Muscadet Nouveau 2011@Jo Landron

2011 Grains de Raisins Muscadet Nouveau from Jo Landron
 
This afternoon I took collection of this sample of 2011 Muscadet Nouveau from Jo Landron kindly sent to me by Les Caves de Pyrène. Whacked it straight into the fridge and a couple of hours later pulled the cork – short plastic Normacorc. Certainly better than using a 'real' cork but really wines like Muscadet Nouveau along with Beaujolais Nouveau really ought to be closed with a screwcap. I guess it is just too expensive and not practical to do a short screwcap bottling run in the Loire. Mind you I think all Muscadet, even the new crus communals, ought to be closed with a screwcap.

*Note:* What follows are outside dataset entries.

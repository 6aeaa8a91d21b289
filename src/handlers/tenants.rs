// src/handlers/tenants.rs

use axum::{
    Json,
    extract::{Path, State},
    http::StatusCode,
    response::IntoResponse,
};
use chrono::{Local, NaiveDate};
use serde::Deserialize;
use serde_json::json;
use utoipa::ToSchema;
use uuid::Uuid;
use validator::Validate;

use crate::{
    common::error::AppError,
    config::AppState,
    middleware::rbac::{AdminOnly, RequireRole},
    models::tenant::{CreateTenantPayload, CreatedTenant, TenantWithRoom, UpdateTenantPayload},
};

// GET /api/tenants
#[utoipa::path(
    get,
    path = "/api/tenants",
    tag = "Tenants",
    responses(
        (status = 200, description = "Daftar penghuni dengan nomor kamar", body = [TenantWithRoom])
    ),
    security(("api_jwt" = []))
)]
pub async fn list_tenants(
    State(app_state): State<AppState>,
) -> Result<impl IntoResponse, AppError> {
    let tenants = app_state
        .tenant_repo
        .list_with_room(&app_state.config.property_id)
        .await?;
    Ok((StatusCode::OK, Json(tenants)))
}

// POST /api/tenants
#[utoipa::path(
    post,
    path = "/api/tenants",
    tag = "Tenants",
    request_body = CreateTenantPayload,
    responses(
        (status = 201, description = "Penghuni dibuat", body = CreatedTenant),
        (status = 404, description = "Kamar tidak ditemukan"),
        (status = 409, description = "Kamar sudah ditempati penghuni aktif")
    ),
    security(("api_jwt" = []))
)]
pub async fn create_tenant(
    State(app_state): State<AppState>,
    _gate: RequireRole<AdminOnly>,
    Json(payload): Json<CreateTenantPayload>,
) -> Result<impl IntoResponse, AppError> {
    payload.validate()?;
    let id = app_state
        .tenant_repo
        .create(&app_state.config.property_id, &payload)
        .await?;
    Ok((
        StatusCode::CREATED,
        Json(CreatedTenant {
            id,
            room_id: payload.room_id,
            name: payload.name,
            move_in_date: payload.move_in_date,
            deposit_amount: payload.deposit_amount,
        }),
    ))
}

// PATCH /api/tenants/{id}
#[utoipa::path(
    patch,
    path = "/api/tenants/{id}",
    tag = "Tenants",
    params(("id" = Uuid, Path, description = "ID penghuni")),
    request_body = UpdateTenantPayload,
    responses(
        (status = 200, description = "Penghuni diperbarui"),
        (status = 404, description = "Penghuni tidak ditemukan")
    ),
    security(("api_jwt" = []))
)]
pub async fn update_tenant(
    State(app_state): State<AppState>,
    _gate: RequireRole<AdminOnly>,
    Path(id): Path<Uuid>,
    Json(payload): Json<UpdateTenantPayload>,
) -> Result<impl IntoResponse, AppError> {
    payload.validate()?;
    if payload.is_empty() {
        return Err(AppError::bad_request("Tidak ada data untuk diperbarui"));
    }
    let affected = app_state.tenant_repo.update(id, &payload).await?;
    if affected == 0 {
        return Err(AppError::not_found("Penghuni tidak ditemukan"));
    }
    Ok((StatusCode::OK, Json(json!({ "ok": true }))))
}

#[derive(Debug, Default, Deserialize, ToSchema)]
pub struct MoveOutPayload {
    pub move_out_date: Option<NaiveDate>,
}

// POST /api/tenants/{id}/move-out
#[utoipa::path(
    post,
    path = "/api/tenants/{id}/move-out",
    tag = "Tenants",
    params(("id" = Uuid, Path, description = "ID penghuni")),
    request_body = MoveOutPayload,
    responses(
        (status = 200, description = "Penghuni dinonaktifkan, kamar dikosongkan"),
        (status = 404, description = "Penghuni tidak ditemukan")
    ),
    security(("api_jwt" = []))
)]
pub async fn move_out(
    State(app_state): State<AppState>,
    _gate: RequireRole<AdminOnly>,
    Path(id): Path<Uuid>,
    payload: Option<Json<MoveOutPayload>>,
) -> Result<impl IntoResponse, AppError> {
    let move_out_date = payload
        .and_then(|Json(p)| p.move_out_date)
        .unwrap_or_else(|| Local::now().date_naive());
    let affected = app_state.tenant_repo.deactivate(id, move_out_date).await?;
    if affected == 0 {
        return Err(AppError::not_found("Penghuni tidak ditemukan"));
    }
    Ok((StatusCode::OK, Json(json!({ "ok": true }))))
}

// DELETE /api/tenants/{id}
#[utoipa::path(
    delete,
    path = "/api/tenants/{id}",
    tag = "Tenants",
    params(("id" = Uuid, Path, description = "ID penghuni")),
    responses(
        (status = 200, description = "Penghuni dihapus"),
        (status = 404, description = "Penghuni tidak ditemukan")
    ),
    security(("api_jwt" = []))
)]
pub async fn delete_tenant(
    State(app_state): State<AppState>,
    _gate: RequireRole<AdminOnly>,
    Path(id): Path<Uuid>,
) -> Result<impl IntoResponse, AppError> {
    if !app_state.tenant_repo.exists(id).await? {
        return Err(AppError::not_found("Penghuni tidak ditemukan"));
    }
    app_state.tenant_repo.delete(id).await?;
    Ok((StatusCode::OK, Json(json!({ "ok": true }))))
}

Enough of this, so what about the wine from 2011, which was a difficult vintage in Muscadet due to the rot provoked by the summer rain. When I saw Jo at the Biodyvin tasting in London on 10th November he told me that the pickers had gone through the vines twice during the vintage and thrown between 20%-30% of the fruit on the ground due to the rot. 

Jo Landron's 2011 Grains de Raisins is lightly floral, refreshingly lemony with some weight of fruit and a lemony but quite short finish. I tried Les Grains on its own and then with a tapa of cold prawns with a little lemon and black pepper. It certainly works better with a snack: I'm sure it would be fun sharing a bottle or so with some friends over some oysters or other fruits de mer.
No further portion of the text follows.